SANGATTA – Kesepakatan strategis akhirnya dicapai Pemkab Kutai Timur (Kutim) dan DPRD Kutim. Melalui Rapat Paripurna ke-XI, kedua lembaga resmi mengetuk persetujuan anggaran Rp 1,08 triliun untuk pembiayaan proyek-proyek infrastruktur melalui skema Tahun Jamak atau Multi Years Contract (MYC) yang berjalan selama dua tahun anggaran.
Penandatanganan Nota Kesepakatan berlangsung di Ruang Sidang Utama DPRD Kutim, Jumat (21/11/2025) malam. Sidang dipimpin Ketua DPRD Kutim Jimmi, didampingi Wakil Ketua I Sayid Anjas, serta dihadiri Bupati Kutim Ardiansyah Sulaiman bersama jajaran anggota DPRD lainnya.
Kesepakatan ini menandai dimulainya percepatan pembangunan besar yang sebelumnya terhambat oleh pendeknya siklus anggaran tahunan.
Plt Sekretaris DPRD Kutim Hasara menjelaskan rincian alokasi anggaran tersebut. “Untuk tahun 2026 dianggarkan sebesar Rp 383,9 miliar, sedangkan porsi lebih besar akan dikucurkan pada tahun 2027 yakni sebesar Rp 697,5 miliar,” ungkapnya.
Dana triliunan ini diarahkan ke empat sektor prioritas: Bina Marga, Cipta Karya, Sumber Daya Air, dan Perhubungan. Bidang Bina Marga menggarap sejumlah proyek rekonstruksi jalan dan pembangunan jembatan.

Termasuk rekonstruksi Jalan Jembatan Batu Balai–Simp. Log Pon KM 6 Muara Bengkal dengan total anggaran Rp 65 miliar, pembagiannya Rp 23 miliar pada 2026 dan Rp 41,9 miliar untuk 2027.
Proyek berikutnya mencakup rekonstruksi Jalan Simpang 3 Ngayau–Mulupan Muara Bengkal dengan total Rp 65 miliar, rekonstruksi Jalan Jembatan Batu Balai–Teluk Baru Muara Bengkal–Long Mesangat Rp 55 miliar.

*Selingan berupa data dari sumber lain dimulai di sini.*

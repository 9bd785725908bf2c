//! Runtime configuration types for the update flow
//!
//! These types define the release channel endpoints, HTTP behaviour, and the
//! retry policy the fetcher applies to transient network failures.

use serde::{Deserialize, Serialize};
use std::fmt;
use url::Url;

use crate::error::{Error, Result};
use crate::BINARY_NAME;

/// Complete runtime configuration
#[derive(Debug, Clone, Default, PartialEq, Serialize, Deserialize)]
#[serde(rename_all = "kebab-case")]
pub struct RuntimeConfig {
    /// Release channel endpoints
    #[serde(default)]
    pub channels: ChannelConfig,

    /// Network and HTTP configuration
    #[serde(default)]
    pub network: NetworkConfig,

    /// Retry policy for fetches
    #[serde(default)]
    pub retry: RetryPolicy,
}

impl RuntimeConfig {
    /// Check values and normalise the channel base URLs
    pub fn validate(&mut self) -> Result<()> {
        self.channels.normalize()?;

        if self.network.http_timeout_secs == 0 {
            return Err(Error::invalid_config(
                "network.http-timeout-secs must be greater than zero",
            ));
        }

        if self.retry.max_attempts == 0 {
            return Err(Error::invalid_config(
                "retry.max-attempts must be at least 1",
            ));
        }

        Ok(())
    }
}

/// Release track to update from
#[derive(Debug, Clone, Copy, PartialEq, Eq, Default)]
pub enum Channel {
    /// Production builds (default)
    #[default]
    Production,

    /// Staging builds
    Staging,
}

impl Channel {
    /// Select the channel from a `--staging` style flag
    pub fn from_staging(staging: bool) -> Self {
        if staging {
            Channel::Staging
        } else {
            Channel::Production
        }
    }
}

impl fmt::Display for Channel {
    fn fmt(&self, f: &mut fmt::Formatter<'_>) -> fmt::Result {
        match self {
            Channel::Production => write!(f, "production"),
            Channel::Staging => write!(f, "staging"),
        }
    }
}

/// Release channel endpoints
#[derive(Debug, Clone, PartialEq, Eq, Serialize, Deserialize)]
#[serde(rename_all = "kebab-case")]
pub struct ChannelConfig {
    /// Base URL of production artifacts
    #[serde(default = "default_production_base_url")]
    pub production_base_url: String,

    /// Base URL of staging artifacts
    #[serde(default = "default_staging_base_url")]
    pub staging_base_url: String,

    /// Manifest file name under each base URL
    #[serde(default = "default_manifest_name")]
    pub manifest_name: String,
}

impl Default for ChannelConfig {
    fn default() -> Self {
        Self {
            production_base_url: default_production_base_url(),
            staging_base_url: default_staging_base_url(),
            manifest_name: default_manifest_name(),
        }
    }
}

const ARTIFACTS_BASE_URL: &str = "https://artifactory/dhcli/";

fn default_production_base_url() -> String {
    format!("{}production/", ARTIFACTS_BASE_URL)
}
fn default_staging_base_url() -> String {
    format!("{}staging/", ARTIFACTS_BASE_URL)
}
fn default_manifest_name() -> String {
    "packing_slip.json".to_string()
}

impl ChannelConfig {
    /// Base URL for a channel, always ending in `/`
    pub fn base_url(&self, channel: Channel) -> &str {
        match channel {
            Channel::Production => &self.production_base_url,
            Channel::Staging => &self.staging_base_url,
        }
    }

    /// Validate both base URLs and make sure they end in `/`
    pub fn normalize(&mut self) -> Result<()> {
        self.production_base_url = normalize_base_url(&self.production_base_url)?;
        self.staging_base_url = normalize_base_url(&self.staging_base_url)?;

        if self.manifest_name.trim().is_empty() {
            return Err(Error::invalid_config(
                "channels.manifest-name must not be empty",
            ));
        }

        Ok(())
    }
}

fn normalize_base_url(raw: &str) -> Result<String> {
    let trimmed = raw.trim();
    let url = Url::parse(trimmed).map_err(|e| Error::invalid_url(trimmed, e))?;

    if url.cannot_be_a_base() {
        return Err(Error::invalid_config(format!(
            "'{}' cannot be used as a base URL",
            trimmed
        )));
    }

    let mut normalized = url.to_string();
    if !normalized.ends_with('/') {
        normalized.push('/');
    }
    Ok(normalized)
}

/// Network and HTTP configuration
#[derive(Debug, Clone, PartialEq, Eq, Serialize, Deserialize)]
#[serde(rename_all = "kebab-case")]
pub struct NetworkConfig {
    /// Whole-request timeout in seconds
    #[serde(default = "default_http_timeout")]
    pub http_timeout_secs: u64,

    /// Connection establishment timeout in seconds
    #[serde(default = "default_connect_timeout")]
    pub connect_timeout_secs: u64,

    /// User agent string for HTTP requests
    #[serde(default = "default_user_agent")]
    pub user_agent: String,

    /// Log each failed attempt and retry wait
    #[serde(default)]
    pub log_retries: bool,

    /// Show a progress bar while downloading
    #[serde(default = "default_show_progress")]
    pub show_progress: bool,
}

impl Default for NetworkConfig {
    fn default() -> Self {
        Self {
            http_timeout_secs: default_http_timeout(),
            connect_timeout_secs: default_connect_timeout(),
            user_agent: default_user_agent(),
            log_retries: false,
            show_progress: default_show_progress(),
        }
    }
}

fn default_http_timeout() -> u64 {
    300 // 5 minutes
}
fn default_connect_timeout() -> u64 {
    30
}
fn default_show_progress() -> bool {
    true
}

/// `<binary>-cli <os>`, the identifying header the artifact server expects
pub fn default_user_agent() -> String {
    format!("{}-cli {}", BINARY_NAME, super::Platform::current().os)
}

/// Retry policy for an operation
#[derive(Debug, Clone, PartialEq, Serialize, Deserialize)]
#[serde(rename_all = "kebab-case")]
pub struct RetryPolicy {
    /// Maximum number of attempts, including the first
    #[serde(default = "default_max_attempts")]
    pub max_attempts: u32,

    /// Retry strategy
    #[serde(default)]
    pub strategy: RetryStrategy,

    /// Backoff multiplier for exponential strategies
    #[serde(default = "default_backoff_multiplier")]
    pub backoff_multiplier: f64,

    /// Initial delay in milliseconds
    #[serde(default = "default_initial_delay")]
    pub initial_delay_ms: u64,

    /// Maximum delay in milliseconds
    #[serde(default = "default_max_delay")]
    pub max_delay_ms: u64,
}

impl Default for RetryPolicy {
    fn default() -> Self {
        Self {
            max_attempts: default_max_attempts(),
            strategy: RetryStrategy::default(),
            backoff_multiplier: default_backoff_multiplier(),
            initial_delay_ms: default_initial_delay(),
            max_delay_ms: default_max_delay(),
        }
    }
}

fn default_max_attempts() -> u32 {
    10
}
fn default_backoff_multiplier() -> f64 {
    2.0
}
fn default_initial_delay() -> u64 {
    1000
}
fn default_max_delay() -> u64 {
    30000
}

/// Retry strategy
#[derive(Debug, Clone, Copy, PartialEq, Eq, Serialize, Deserialize, Default)]
#[serde(rename_all = "kebab-case")]
pub enum RetryStrategy {
    /// No wait between attempts
    None,

    /// Fixed delay between retries
    FixedDelay,

    /// Exponential backoff (default)
    #[default]
    ExponentialBackoff,

    /// Linear backoff
    LinearBackoff,
}

#[cfg(test)]
mod tests {
    use super::*;

    #[test]
    fn test_defaults() {
        let config = RuntimeConfig::default();
        assert_eq!(
            config.channels.base_url(Channel::Production),
            "https://artifactory/dhcli/production/"
        );
        assert_eq!(
            config.channels.base_url(Channel::Staging),
            "https://artifactory/dhcli/staging/"
        );
        assert_eq!(config.channels.manifest_name, "packing_slip.json");
        assert_eq!(config.retry.max_attempts, 10);
        assert_eq!(config.retry.initial_delay_ms, 1000);
        assert_eq!(config.retry.strategy, RetryStrategy::ExponentialBackoff);
        assert!(!config.network.log_retries);
    }

    #[test]
    fn test_default_user_agent() {
        let agent = default_user_agent();
        assert!(agent.starts_with("dhcli-cli "));
        assert!(agent.ends_with(&crate::Platform::current().os));
    }

    #[test]
    fn test_channel_from_staging() {
        assert_eq!(Channel::from_staging(true), Channel::Staging);
        assert_eq!(Channel::from_staging(false), Channel::Production);
        assert_eq!(Channel::Staging.to_string(), "staging");
    }

    #[test]
    fn test_normalize_adds_trailing_slash() {
        let mut channels = ChannelConfig {
            production_base_url: "http://127.0.0.1:8080/prod".to_string(),
            staging_base_url: " https://example.com/dhcli/staging/ ".to_string(),
            manifest_name: "packing_slip.json".to_string(),
        };
        channels.normalize().unwrap();

        assert_eq!(channels.production_base_url, "http://127.0.0.1:8080/prod/");
        assert_eq!(
            channels.staging_base_url,
            "https://example.com/dhcli/staging/"
        );
    }

    #[test]
    fn test_normalize_rejects_invalid_url() {
        let mut channels = ChannelConfig {
            production_base_url: "not a url".to_string(),
            ..ChannelConfig::default()
        };
        let err = channels.normalize().unwrap_err();
        assert!(matches!(err, Error::InvalidUrl { .. }));
    }

    #[test]
    fn test_validate_rejects_zero_attempts() {
        let mut config = RuntimeConfig::default();
        config.retry.max_attempts = 0;
        assert!(config.validate().is_err());
    }

    #[test]
    fn test_partial_yaml_keeps_defaults() {
        let yaml = r#"
channels:
  staging-base-url: "http://localhost:9000/staging/"
retry:
  max-attempts: 4
"#;
        let config: RuntimeConfig = serde_yaml_ng::from_str(yaml).unwrap();
        assert_eq!(
            config.channels.staging_base_url,
            "http://localhost:9000/staging/"
        );
        assert_eq!(
            config.channels.production_base_url,
            default_production_base_url()
        );
        assert_eq!(config.retry.max_attempts, 4);
        assert_eq!(config.retry.max_delay_ms, 30000);
        assert_eq!(config.network.http_timeout_secs, 300);
    }
}
//! End-to-end update flow
//!
//! ```no_run
//! use dhcli_core::{Channel, ConfigLoader};
//! use dhcli_update::Updater;
//!
//! #[tokio::main]
//! async fn main() -> anyhow::Result<()> {
//!     let config = ConfigLoader::new().load()?;
//!     let updater = Updater::from_runtime_config(&config, "abc123")?;
//!     let outcome = updater.run(Channel::Production, false).await?;
//!     println!("{:?}", outcome);
//!     Ok(())
//! }
//! ```

use dhcli_core::types::ChannelConfig;
use dhcli_core::{Channel, Platform, RuntimeConfig, BINARY_NAME};
use std::path::PathBuf;
use std::sync::Arc;
use tracing::debug;

use crate::error::Result;
use crate::fetcher::{Fetch, HttpFetcher};
use crate::installer::{current_executable, FileOps, InstallReport, Installer, StdFileOps};
use crate::manifest::Manifest;
use crate::observer::{TracingUpdateObserver, UpdateEvent, UpdateObserver};
use crate::planner::{plan, Plan};
use crate::verifier::verify;

/// Everything the flow needs to know up front
#[derive(Debug, Clone)]
pub struct UpdateConfig {
    pub channels: ChannelConfig,
    pub binary_name: String,
    pub current_version: String,
    pub platform: Platform,

    /// Install target; the running executable when `None`
    pub executable_path: Option<PathBuf>,
}

impl UpdateConfig {
    pub fn new(channels: ChannelConfig, current_version: impl Into<String>) -> Self {
        Self {
            channels,
            binary_name: BINARY_NAME.to_string(),
            current_version: current_version.into(),
            platform: Platform::current(),
            executable_path: None,
        }
    }

    pub fn from_runtime(config: &RuntimeConfig, current_version: impl Into<String>) -> Self {
        Self::new(config.channels.clone(), current_version)
    }

    pub fn with_executable_path(mut self, path: impl Into<PathBuf>) -> Self {
        self.executable_path = Some(path.into());
        self
    }

    pub fn with_platform(mut self, platform: Platform) -> Self {
        self.platform = platform;
        self
    }

    pub fn with_binary_name(mut self, binary_name: impl Into<String>) -> Self {
        self.binary_name = binary_name.into();
        self
    }

    pub fn manifest_url(&self, channel: Channel) -> String {
        join_url(
            self.channels.base_url(channel),
            &self.channels.manifest_name,
        )
    }

    pub fn artifact_url(&self, channel: Channel, path: &str) -> String {
        join_url(self.channels.base_url(channel), path)
    }
}

fn join_url(base: &str, path: &str) -> String {
    if base.ends_with('/') {
        format!("{}{}", base, path)
    } else {
        format!("{}/{}", base, path)
    }
}

/// How a successful run ended
#[derive(Debug, Clone, PartialEq, Eq)]
pub enum UpdateOutcome {
    /// The published version is the running version
    AlreadyUpToDate { version: String },

    /// The artifact was fetched and verified but not installed
    DryRun { version: String, artifact: String },

    /// The executable was replaced
    Updated {
        version: String,
        report: InstallReport,
    },
}

/// Runs the update flow: manifest, plan, artifact, verify, install
pub struct Updater<F = HttpFetcher, O = StdFileOps> {
    config: UpdateConfig,
    fetcher: F,
    installer: Installer<O>,
    observer: Arc<dyn UpdateObserver>,
}

impl Updater<HttpFetcher, StdFileOps> {
    /// Production updater: HTTP fetcher, real filesystem, this platform
    pub fn from_runtime_config(
        runtime: &RuntimeConfig,
        current_version: impl Into<String>,
    ) -> Result<Self> {
        let fetcher = HttpFetcher::from_runtime_config(runtime)?;
        Ok(Self::new(
            UpdateConfig::from_runtime(runtime, current_version),
            fetcher,
        ))
    }
}

impl<F: Fetch> Updater<F, StdFileOps> {
    pub fn new(config: UpdateConfig, fetcher: F) -> Self {
        let installer = Installer::new(config.platform.clone(), config.binary_name.clone());
        Self {
            config,
            fetcher,
            installer,
            observer: Arc::new(TracingUpdateObserver),
        }
    }
}

impl<F: Fetch, O: FileOps> Updater<F, O> {
    /// Replace the installer, e.g. to inject filesystem failures
    pub fn with_installer<O2: FileOps>(self, installer: Installer<O2>) -> Updater<F, O2> {
        Updater {
            config: self.config,
            fetcher: self.fetcher,
            installer,
            observer: self.observer,
        }
    }

    pub fn with_observer(mut self, observer: Arc<dyn UpdateObserver>) -> Self {
        self.observer = observer;
        self
    }

    pub fn config(&self) -> &UpdateConfig {
        &self.config
    }

    /// Run the update flow against `channel`
    ///
    /// With `dry_run` the artifact is still fetched and verified; only the
    /// install is skipped.
    pub async fn run(&self, channel: Channel, dry_run: bool) -> Result<UpdateOutcome> {
        let manifest_url = self.config.manifest_url(channel);
        self.emit(UpdateEvent::FetchingManifest {
            channel,
            url: manifest_url.clone(),
        });

        let payload = self.fetcher.fetch(&manifest_url).await?;
        let manifest = Manifest::parse(&payload)?;
        debug!(version = %manifest.version, files = manifest.files.len(), "manifest parsed");

        self.emit(UpdateEvent::VersionsCompared {
            current: self.config.current_version.clone(),
            manifest: manifest.version.clone(),
        });

        let (path, descriptor) = match plan(
            &self.config.current_version,
            &manifest,
            &self.config.platform,
            &self.config.binary_name,
        )? {
            Plan::UpToDate => {
                self.emit(UpdateEvent::UpToDate {
                    version: manifest.version.clone(),
                });
                return Ok(UpdateOutcome::AlreadyUpToDate {
                    version: manifest.version.clone(),
                });
            }
            Plan::Update { path, descriptor } => (path, descriptor),
        };

        self.emit(UpdateEvent::ArtifactResolved {
            path: path.clone(),
            descriptor: descriptor.clone(),
        });

        let artifact_url = self.config.artifact_url(channel, &path);
        self.emit(UpdateEvent::FetchingArtifact {
            url: artifact_url.clone(),
        });
        let artifact = self.fetcher.fetch_artifact(&artifact_url).await?;

        self.emit(UpdateEvent::Verifying {
            path: path.clone(),
            size: artifact.len() as u64,
        });
        verify(&artifact, descriptor)?;
        self.emit(UpdateEvent::Verified { path: path.clone() });

        if dry_run {
            self.emit(UpdateEvent::InstallSkipped);
            return Ok(UpdateOutcome::DryRun {
                version: manifest.version,
                artifact: path,
            });
        }

        let executable = match &self.config.executable_path {
            Some(path) => path.clone(),
            None => current_executable()?,
        };
        self.emit(UpdateEvent::Installing {
            executable: executable.clone(),
        });

        let report = self.installer.install(&artifact, &executable)?;
        self.emit(UpdateEvent::Installed {
            executable: report.executable.clone(),
            retained_backup: report.retained_backup.clone(),
        });

        Ok(UpdateOutcome::Updated {
            version: manifest.version,
            report,
        })
    }

    fn emit(&self, event: UpdateEvent) {
        self.observer.on_event(&event);
    }
}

Lanjut, Rekonstruksi Jalan Manubar–Seriung Sandaran dengan nilai sama Rp 55 miliar. Juga pembangunan Jembatan Long Melah–Mara Haloq Kecamatan Telen senilai Rp 36,5 miliar dan Jembatan Muara Bengalon Rp 70 miliar.
Masih di Bina Marga, proyek lain meliputi rekonstruksi Jalan Simp. ADM–Simpang 4 Rantau Pulung Sangatta Utara–Rantau Pulung senilai Rp 55 miliar, pembangunan Jembatan Tepian Langsat Bengalon Rp 80 miliar, rekonstruksi Jalan Simp.
Batu Redi–Desa Muara Pantun Telen Rp 55 miliar, serta rekonstruksi Jalan Simp. 3 Kelinjau Ulu–Desa Senyiur Muara Ancalong dengan total anggaran Rp 70 miliar.
Bidang Cipta Karya menyiapkan pengembangan dan peningkatan Sistem Penyediaan Air Minum (SPAM) Pedesaan di Telen, Kaubun, Sangkulirang, Bengalon, Long Mesangat, dan Busang dengan total anggaran Rp 45 miliar.
Termasuk pembangunan Gedung Balai Latihan Kerja (BLK) Kutim senilai Rp 45 miliar, Gedung Mall Pelayanan Publik (MPP) dan UMKM Centre Rp 40 miliar, serta Gedung Sarana dan Prasarana Pemerintah Penunjang Pertahanan Wilayah (Makodim Kutim) dengan total Rp 55 miliar.
Bidang Sumber Daya Air fokus pada peningkatan dan pembangunan drainase. Di antaranya peningkatan drainase Jalan Kabo Jaya Swarga Bara senilai Rp 50 miliar, drainase Desa Sepaso Bengalon Rp 45 miliar, serta peningkatan drainase Jalan Yos Sudarso I dan Gajah Mada Sangatta Utara dengan total Rp 45 miliar.
Sementara itu, sektor Perhubungan mendapat porsi besar melalui lanjutan pembangunan Pelabuhan Umum Sangatta (Kenyamukan). Total anggarannya mencapai Rp 150 miliar, terdiri dari Rp 53,2 miliar untuk 2026 dan Rp 96,7 miliar untuk 2027.
Seluruh proyek MYC ini akan dieksekusi mulai 2026, dengan harapan pembangunan infrastruktur skala besar di Kutim dapat berjalan lebih stabil, terencana, dan tidak terpotong batas waktu anggaran tahunan.